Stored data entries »
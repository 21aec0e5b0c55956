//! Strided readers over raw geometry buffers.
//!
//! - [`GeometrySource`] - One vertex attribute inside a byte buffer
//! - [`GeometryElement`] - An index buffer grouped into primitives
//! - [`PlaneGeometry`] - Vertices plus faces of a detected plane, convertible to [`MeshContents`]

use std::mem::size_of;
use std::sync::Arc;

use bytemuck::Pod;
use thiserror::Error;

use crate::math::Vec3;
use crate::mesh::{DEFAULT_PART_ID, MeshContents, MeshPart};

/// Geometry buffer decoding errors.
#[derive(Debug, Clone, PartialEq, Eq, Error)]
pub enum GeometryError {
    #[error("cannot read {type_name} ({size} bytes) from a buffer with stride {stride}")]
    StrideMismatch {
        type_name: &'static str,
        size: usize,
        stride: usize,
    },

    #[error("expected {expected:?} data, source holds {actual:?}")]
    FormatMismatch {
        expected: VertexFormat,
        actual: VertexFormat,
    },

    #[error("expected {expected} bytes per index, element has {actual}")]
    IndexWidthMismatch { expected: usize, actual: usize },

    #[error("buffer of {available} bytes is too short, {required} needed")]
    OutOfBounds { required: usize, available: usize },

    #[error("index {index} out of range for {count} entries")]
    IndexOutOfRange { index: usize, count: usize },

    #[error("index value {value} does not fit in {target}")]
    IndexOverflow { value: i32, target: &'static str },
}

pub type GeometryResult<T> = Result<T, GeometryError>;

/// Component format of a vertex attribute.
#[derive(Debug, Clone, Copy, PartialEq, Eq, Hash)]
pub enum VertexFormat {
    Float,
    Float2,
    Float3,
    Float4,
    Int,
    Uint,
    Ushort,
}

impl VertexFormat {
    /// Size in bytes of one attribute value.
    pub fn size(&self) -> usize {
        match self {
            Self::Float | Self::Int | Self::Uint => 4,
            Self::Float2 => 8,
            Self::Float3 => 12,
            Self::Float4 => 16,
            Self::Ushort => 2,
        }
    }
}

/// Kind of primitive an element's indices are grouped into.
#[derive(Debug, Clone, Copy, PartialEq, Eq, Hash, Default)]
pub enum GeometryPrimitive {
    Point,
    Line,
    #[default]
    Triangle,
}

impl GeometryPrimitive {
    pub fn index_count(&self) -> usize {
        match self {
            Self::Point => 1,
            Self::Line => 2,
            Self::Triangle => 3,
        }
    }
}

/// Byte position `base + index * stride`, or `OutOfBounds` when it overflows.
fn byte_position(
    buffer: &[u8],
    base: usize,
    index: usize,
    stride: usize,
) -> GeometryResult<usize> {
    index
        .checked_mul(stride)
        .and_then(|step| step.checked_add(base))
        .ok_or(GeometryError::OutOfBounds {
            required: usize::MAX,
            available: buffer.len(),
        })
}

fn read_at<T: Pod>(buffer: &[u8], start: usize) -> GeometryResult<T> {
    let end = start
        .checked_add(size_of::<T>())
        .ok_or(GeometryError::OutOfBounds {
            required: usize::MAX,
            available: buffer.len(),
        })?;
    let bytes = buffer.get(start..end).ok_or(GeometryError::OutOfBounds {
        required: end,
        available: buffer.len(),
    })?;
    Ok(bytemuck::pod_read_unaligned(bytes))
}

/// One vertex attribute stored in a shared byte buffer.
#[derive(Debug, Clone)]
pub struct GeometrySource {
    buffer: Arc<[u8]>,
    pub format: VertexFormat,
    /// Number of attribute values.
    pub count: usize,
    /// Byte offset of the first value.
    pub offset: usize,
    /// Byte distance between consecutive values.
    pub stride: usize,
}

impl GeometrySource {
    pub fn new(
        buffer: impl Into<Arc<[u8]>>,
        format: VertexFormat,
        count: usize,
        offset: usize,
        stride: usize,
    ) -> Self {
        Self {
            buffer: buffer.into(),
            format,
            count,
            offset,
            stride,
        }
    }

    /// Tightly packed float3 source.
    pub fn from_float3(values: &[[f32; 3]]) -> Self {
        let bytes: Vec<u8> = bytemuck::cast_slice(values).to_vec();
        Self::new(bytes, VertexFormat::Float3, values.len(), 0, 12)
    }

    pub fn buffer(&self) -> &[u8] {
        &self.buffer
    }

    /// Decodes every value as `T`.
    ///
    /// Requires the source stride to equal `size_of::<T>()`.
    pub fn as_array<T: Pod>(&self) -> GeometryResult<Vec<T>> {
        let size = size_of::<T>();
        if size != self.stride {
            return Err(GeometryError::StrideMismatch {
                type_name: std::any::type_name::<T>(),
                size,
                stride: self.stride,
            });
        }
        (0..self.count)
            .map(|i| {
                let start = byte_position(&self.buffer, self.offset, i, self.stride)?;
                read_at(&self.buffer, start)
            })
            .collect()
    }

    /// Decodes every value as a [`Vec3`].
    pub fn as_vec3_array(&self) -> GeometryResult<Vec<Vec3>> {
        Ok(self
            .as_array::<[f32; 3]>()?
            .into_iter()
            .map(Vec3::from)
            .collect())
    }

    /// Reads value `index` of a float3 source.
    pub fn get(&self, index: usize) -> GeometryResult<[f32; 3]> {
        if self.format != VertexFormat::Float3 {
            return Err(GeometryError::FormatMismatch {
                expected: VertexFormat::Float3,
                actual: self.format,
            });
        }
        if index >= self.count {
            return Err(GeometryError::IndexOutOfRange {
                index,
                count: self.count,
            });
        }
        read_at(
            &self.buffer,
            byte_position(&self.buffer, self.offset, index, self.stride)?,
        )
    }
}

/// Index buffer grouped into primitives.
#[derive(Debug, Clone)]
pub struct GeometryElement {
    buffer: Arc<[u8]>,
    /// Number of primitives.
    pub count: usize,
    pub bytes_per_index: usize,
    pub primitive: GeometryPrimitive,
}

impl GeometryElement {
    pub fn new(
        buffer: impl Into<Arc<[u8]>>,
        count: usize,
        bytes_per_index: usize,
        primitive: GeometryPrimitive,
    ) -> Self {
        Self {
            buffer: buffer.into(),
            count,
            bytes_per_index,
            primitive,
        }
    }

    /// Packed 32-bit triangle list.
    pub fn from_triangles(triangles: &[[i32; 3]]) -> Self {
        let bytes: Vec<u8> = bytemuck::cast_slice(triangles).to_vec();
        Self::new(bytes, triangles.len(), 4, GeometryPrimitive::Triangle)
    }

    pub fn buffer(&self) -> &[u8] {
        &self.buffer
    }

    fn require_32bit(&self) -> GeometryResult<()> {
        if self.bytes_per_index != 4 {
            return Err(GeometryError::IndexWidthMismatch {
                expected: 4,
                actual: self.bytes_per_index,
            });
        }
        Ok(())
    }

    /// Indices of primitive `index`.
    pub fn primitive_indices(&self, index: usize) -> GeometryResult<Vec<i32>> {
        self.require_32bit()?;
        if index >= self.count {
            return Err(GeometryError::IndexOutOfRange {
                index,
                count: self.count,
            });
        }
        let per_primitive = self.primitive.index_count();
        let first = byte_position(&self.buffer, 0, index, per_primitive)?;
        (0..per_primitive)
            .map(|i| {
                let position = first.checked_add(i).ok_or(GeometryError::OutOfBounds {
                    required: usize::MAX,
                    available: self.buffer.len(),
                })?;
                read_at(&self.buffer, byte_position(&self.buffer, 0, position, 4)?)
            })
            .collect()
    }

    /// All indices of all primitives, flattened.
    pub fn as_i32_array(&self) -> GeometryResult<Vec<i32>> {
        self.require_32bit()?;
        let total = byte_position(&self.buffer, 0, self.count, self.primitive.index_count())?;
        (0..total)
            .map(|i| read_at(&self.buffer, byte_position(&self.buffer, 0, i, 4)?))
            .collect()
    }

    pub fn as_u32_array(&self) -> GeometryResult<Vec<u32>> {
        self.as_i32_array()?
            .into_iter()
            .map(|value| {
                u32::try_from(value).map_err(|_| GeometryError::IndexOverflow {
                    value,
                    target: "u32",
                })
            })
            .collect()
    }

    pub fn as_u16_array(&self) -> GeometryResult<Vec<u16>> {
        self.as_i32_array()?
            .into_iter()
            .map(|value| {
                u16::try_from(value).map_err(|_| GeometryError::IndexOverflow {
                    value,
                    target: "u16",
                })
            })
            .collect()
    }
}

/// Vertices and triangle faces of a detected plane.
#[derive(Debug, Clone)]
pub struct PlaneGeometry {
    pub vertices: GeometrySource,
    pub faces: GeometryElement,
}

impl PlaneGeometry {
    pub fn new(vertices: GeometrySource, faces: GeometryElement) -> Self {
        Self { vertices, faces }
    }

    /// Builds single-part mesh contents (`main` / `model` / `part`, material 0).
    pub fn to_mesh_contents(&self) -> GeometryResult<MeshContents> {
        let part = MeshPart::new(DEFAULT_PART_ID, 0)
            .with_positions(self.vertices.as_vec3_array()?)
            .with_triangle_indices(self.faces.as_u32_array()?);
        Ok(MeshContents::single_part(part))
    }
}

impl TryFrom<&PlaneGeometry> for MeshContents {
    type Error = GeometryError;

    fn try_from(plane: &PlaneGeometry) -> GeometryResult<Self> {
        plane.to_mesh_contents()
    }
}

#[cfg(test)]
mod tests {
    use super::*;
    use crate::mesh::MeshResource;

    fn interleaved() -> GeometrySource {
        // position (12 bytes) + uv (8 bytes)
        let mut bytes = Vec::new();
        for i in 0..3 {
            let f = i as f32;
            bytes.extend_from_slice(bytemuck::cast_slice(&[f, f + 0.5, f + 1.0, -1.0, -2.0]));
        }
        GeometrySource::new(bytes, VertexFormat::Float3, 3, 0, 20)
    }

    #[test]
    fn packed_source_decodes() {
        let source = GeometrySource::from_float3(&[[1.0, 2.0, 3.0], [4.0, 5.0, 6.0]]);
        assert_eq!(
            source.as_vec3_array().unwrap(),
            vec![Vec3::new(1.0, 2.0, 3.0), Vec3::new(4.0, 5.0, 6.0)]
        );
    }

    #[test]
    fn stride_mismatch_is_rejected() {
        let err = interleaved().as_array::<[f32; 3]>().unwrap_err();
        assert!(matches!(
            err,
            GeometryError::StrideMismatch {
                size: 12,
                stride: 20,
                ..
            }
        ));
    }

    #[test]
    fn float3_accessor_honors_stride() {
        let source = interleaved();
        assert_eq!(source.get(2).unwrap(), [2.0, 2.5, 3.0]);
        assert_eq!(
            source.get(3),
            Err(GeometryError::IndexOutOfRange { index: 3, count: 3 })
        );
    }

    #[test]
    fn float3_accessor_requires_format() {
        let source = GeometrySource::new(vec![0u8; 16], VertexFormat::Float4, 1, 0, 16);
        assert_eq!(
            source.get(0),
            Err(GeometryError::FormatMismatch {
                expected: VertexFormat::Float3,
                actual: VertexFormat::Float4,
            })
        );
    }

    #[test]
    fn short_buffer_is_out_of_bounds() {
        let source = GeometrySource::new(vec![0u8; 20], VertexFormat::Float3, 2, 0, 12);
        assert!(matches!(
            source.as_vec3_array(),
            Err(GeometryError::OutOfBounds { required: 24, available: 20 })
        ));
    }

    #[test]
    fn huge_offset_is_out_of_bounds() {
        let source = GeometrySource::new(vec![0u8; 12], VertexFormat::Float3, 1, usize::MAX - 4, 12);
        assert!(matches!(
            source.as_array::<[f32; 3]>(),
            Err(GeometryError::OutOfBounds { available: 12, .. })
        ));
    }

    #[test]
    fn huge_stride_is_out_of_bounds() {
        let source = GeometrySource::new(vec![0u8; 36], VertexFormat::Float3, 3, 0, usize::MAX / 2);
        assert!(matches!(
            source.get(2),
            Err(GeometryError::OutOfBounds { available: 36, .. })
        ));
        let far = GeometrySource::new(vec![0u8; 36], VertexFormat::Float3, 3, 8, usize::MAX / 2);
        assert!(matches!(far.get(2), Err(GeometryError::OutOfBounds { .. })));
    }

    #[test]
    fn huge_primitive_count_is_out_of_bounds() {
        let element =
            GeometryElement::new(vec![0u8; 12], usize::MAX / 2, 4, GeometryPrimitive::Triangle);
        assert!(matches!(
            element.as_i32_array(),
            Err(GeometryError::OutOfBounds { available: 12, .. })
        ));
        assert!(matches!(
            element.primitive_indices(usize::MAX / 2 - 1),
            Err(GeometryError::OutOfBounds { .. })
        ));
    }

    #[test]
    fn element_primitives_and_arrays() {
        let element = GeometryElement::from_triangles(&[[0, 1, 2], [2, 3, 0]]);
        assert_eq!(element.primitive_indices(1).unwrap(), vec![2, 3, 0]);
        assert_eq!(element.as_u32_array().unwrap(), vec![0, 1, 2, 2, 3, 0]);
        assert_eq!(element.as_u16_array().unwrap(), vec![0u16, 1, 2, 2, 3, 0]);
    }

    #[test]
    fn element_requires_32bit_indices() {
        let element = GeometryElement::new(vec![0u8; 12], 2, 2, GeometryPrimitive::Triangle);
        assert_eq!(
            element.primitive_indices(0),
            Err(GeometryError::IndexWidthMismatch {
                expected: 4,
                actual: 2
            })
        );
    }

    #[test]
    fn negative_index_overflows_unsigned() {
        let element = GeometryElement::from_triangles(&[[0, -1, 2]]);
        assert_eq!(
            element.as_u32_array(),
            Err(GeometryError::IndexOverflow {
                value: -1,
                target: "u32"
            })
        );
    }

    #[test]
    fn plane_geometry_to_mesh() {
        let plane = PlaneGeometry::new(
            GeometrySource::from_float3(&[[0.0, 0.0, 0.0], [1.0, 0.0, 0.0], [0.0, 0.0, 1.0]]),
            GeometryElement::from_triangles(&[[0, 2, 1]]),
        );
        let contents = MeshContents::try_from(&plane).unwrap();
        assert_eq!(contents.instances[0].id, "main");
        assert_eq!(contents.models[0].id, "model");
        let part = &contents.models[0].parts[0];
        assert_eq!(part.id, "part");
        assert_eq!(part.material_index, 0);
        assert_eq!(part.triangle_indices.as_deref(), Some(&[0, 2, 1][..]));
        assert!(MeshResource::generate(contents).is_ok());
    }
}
---
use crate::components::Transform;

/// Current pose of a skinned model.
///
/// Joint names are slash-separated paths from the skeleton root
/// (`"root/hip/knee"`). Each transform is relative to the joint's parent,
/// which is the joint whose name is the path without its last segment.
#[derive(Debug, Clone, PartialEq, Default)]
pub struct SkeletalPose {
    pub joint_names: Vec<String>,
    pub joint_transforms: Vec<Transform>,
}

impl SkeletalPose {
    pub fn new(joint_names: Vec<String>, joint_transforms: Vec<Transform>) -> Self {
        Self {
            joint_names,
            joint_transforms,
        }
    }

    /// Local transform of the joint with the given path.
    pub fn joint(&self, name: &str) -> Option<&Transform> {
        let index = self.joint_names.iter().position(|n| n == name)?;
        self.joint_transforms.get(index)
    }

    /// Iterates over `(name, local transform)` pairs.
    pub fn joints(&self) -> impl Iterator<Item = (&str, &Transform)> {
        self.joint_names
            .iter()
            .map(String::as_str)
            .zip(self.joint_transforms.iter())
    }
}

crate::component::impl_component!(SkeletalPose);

Problem details » Locate and copy each line in the data above that includes the word "IndexOutOfRange".

Result of this task »
    IndexOutOfRange { index: usize, count: usize },
            return Err(GeometryError::IndexOutOfRange {
            return Err(GeometryError::IndexOutOfRange {
            Err(GeometryError::IndexOutOfRange { index: 3, count: 3 })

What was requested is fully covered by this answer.